### Saved entries
=== Begin Enclosure ===

//! Offline provider reading a saved `coins/markets` response from disk.

use super::provider::{DataSource, FetchError, FetchResult, MarketDataProvider, MarketQuery, RawRecord};
use std::path::PathBuf;
use tracing::{debug, info};

/// Reads a JSON array of market objects from a local file.
///
/// Query parameters are not applied; the file is taken as-is.
pub struct JsonFileProvider {
    path: PathBuf,
}

impl JsonFileProvider {
    pub fn new(path: impl Into<PathBuf>) -> Self {
        Self { path: path.into() }
    }
}

impl MarketDataProvider for JsonFileProvider {
    fn name(&self) -> &str {
        "json_file"
    }

    fn fetch(&self, query: &MarketQuery) -> Result<FetchResult, FetchError> {
        debug!(path = %self.path.display(), ?query, "loading snapshot file; query ignored");

        let content = std::fs::read_to_string(&self.path)
            .map_err(|e| FetchError::Io(format!("read {}: {e}", self.path.display())))?;
        let records: Vec<RawRecord> = serde_json::from_str(&content)
            .map_err(|e| FetchError::Decode(format!("{}: {e}", self.path.display())))?;

        info!(count = records.len(), path = %self.path.display(), "loaded market records");
        Ok(FetchResult {
            records,
            source: DataSource::JsonFile,
        })
    }
}

#[cfg(test)]
mod tests {
    use super::*;

    #[test]
    fn reads_array_of_objects() {
        let dir = tempfile::tempdir().unwrap();
        let path = dir.path().join("markets.json");
        std::fs::write(&path, r#"[{"name":"Bitcoin","symbol":"btc","extra":[1,2]}]"#).unwrap();

        let result = JsonFileProvider::new(&path)
            .fetch(&MarketQuery::default())
            .unwrap();
        assert_eq!(result.records.len(), 1);
        assert_eq!(result.source, DataSource::JsonFile);
        assert_eq!(result.records[0]["symbol"], "btc");
    }

    #[test]
    fn empty_array_is_a_successful_empty_fetch() {
        let dir = tempfile::tempdir().unwrap();
        let path = dir.path().join("empty.json");
        std::fs::write(&path, "[]").unwrap();

        let result = JsonFileProvider::new(&path)
            .fetch(&MarketQuery::default())
            .unwrap();
        assert!(result.records.is_empty());
    }

    #[test]
    fn missing_file_is_io_error() {
        let dir = tempfile::tempdir().unwrap();
        let err = JsonFileProvider::new(dir.path().join("nope.json"))
            .fetch(&MarketQuery::default())
            .unwrap_err();
        assert!(matches!(err, FetchError::Io(_)));
    }

    #[test]
    fn non_array_body_is_decode_error() {
        let dir = tempfile::tempdir().unwrap();
        let path = dir.path().join("object.json");
        std::fs::write(&path, r#"{"error":"rate limited"}"#).unwrap();

        let err = JsonFileProvider::new(&path)
            .fetch(&MarketQuery::default())
            .unwrap_err();
        assert!(matches!(err, FetchError::Decode(_)));
    }
}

=== End Enclosure ===

### EXERCISE DETAILS
The lines to return begin at the first line of the records and end at the line holding "assert_eq!(result.records.len(), 1);"; please return them exactly, including both, and nothing beyond.

### ANSWER SPACE
//! Offline provider reading a saved `coins/markets` response from disk.

use super::provider::{DataSource, FetchError, FetchResult, MarketDataProvider, MarketQuery, RawRecord};
use std::path::PathBuf;
use tracing::{debug, info};

/// Reads a JSON array of market objects from a local file.
///
/// Query parameters are not applied; the file is taken as-is.
pub struct JsonFileProvider {
    path: PathBuf,
}

impl JsonFileProvider {
    pub fn new(path: impl Into<PathBuf>) -> Self {
        Self { path: path.into() }
    }
}

impl MarketDataProvider for JsonFileProvider {
    fn name(&self) -> &str {
        "json_file"
    }

    fn fetch(&self, query: &MarketQuery) -> Result<FetchResult, FetchError> {
        debug!(path = %self.path.display(), ?query, "loading snapshot file; query ignored");

        let content = std::fs::read_to_string(&self.path)
            .map_err(|e| FetchError::Io(format!("read {}: {e}", self.path.display())))?;
        let records: Vec<RawRecord> = serde_json::from_str(&content)
            .map_err(|e| FetchError::Decode(format!("{}: {e}", self.path.display())))?;

        info!(count = records.len(), path = %self.path.display(), "loaded market records");
        Ok(FetchResult {
            records,
            source: DataSource::JsonFile,
        })
    }
}

#[cfg(test)]
mod tests {
    use super::*;

    #[test]
    fn reads_array_of_objects() {
        let dir = tempfile::tempdir().unwrap();
        let path = dir.path().join("markets.json");
        std::fs::write(&path, r#"[{"name":"Bitcoin","symbol":"btc","extra":[1,2]}]"#).unwrap();

        let result = JsonFileProvider::new(&path)
            .fetch(&MarketQuery::default())
            .unwrap();
        assert_eq!(result.records.len(), 1);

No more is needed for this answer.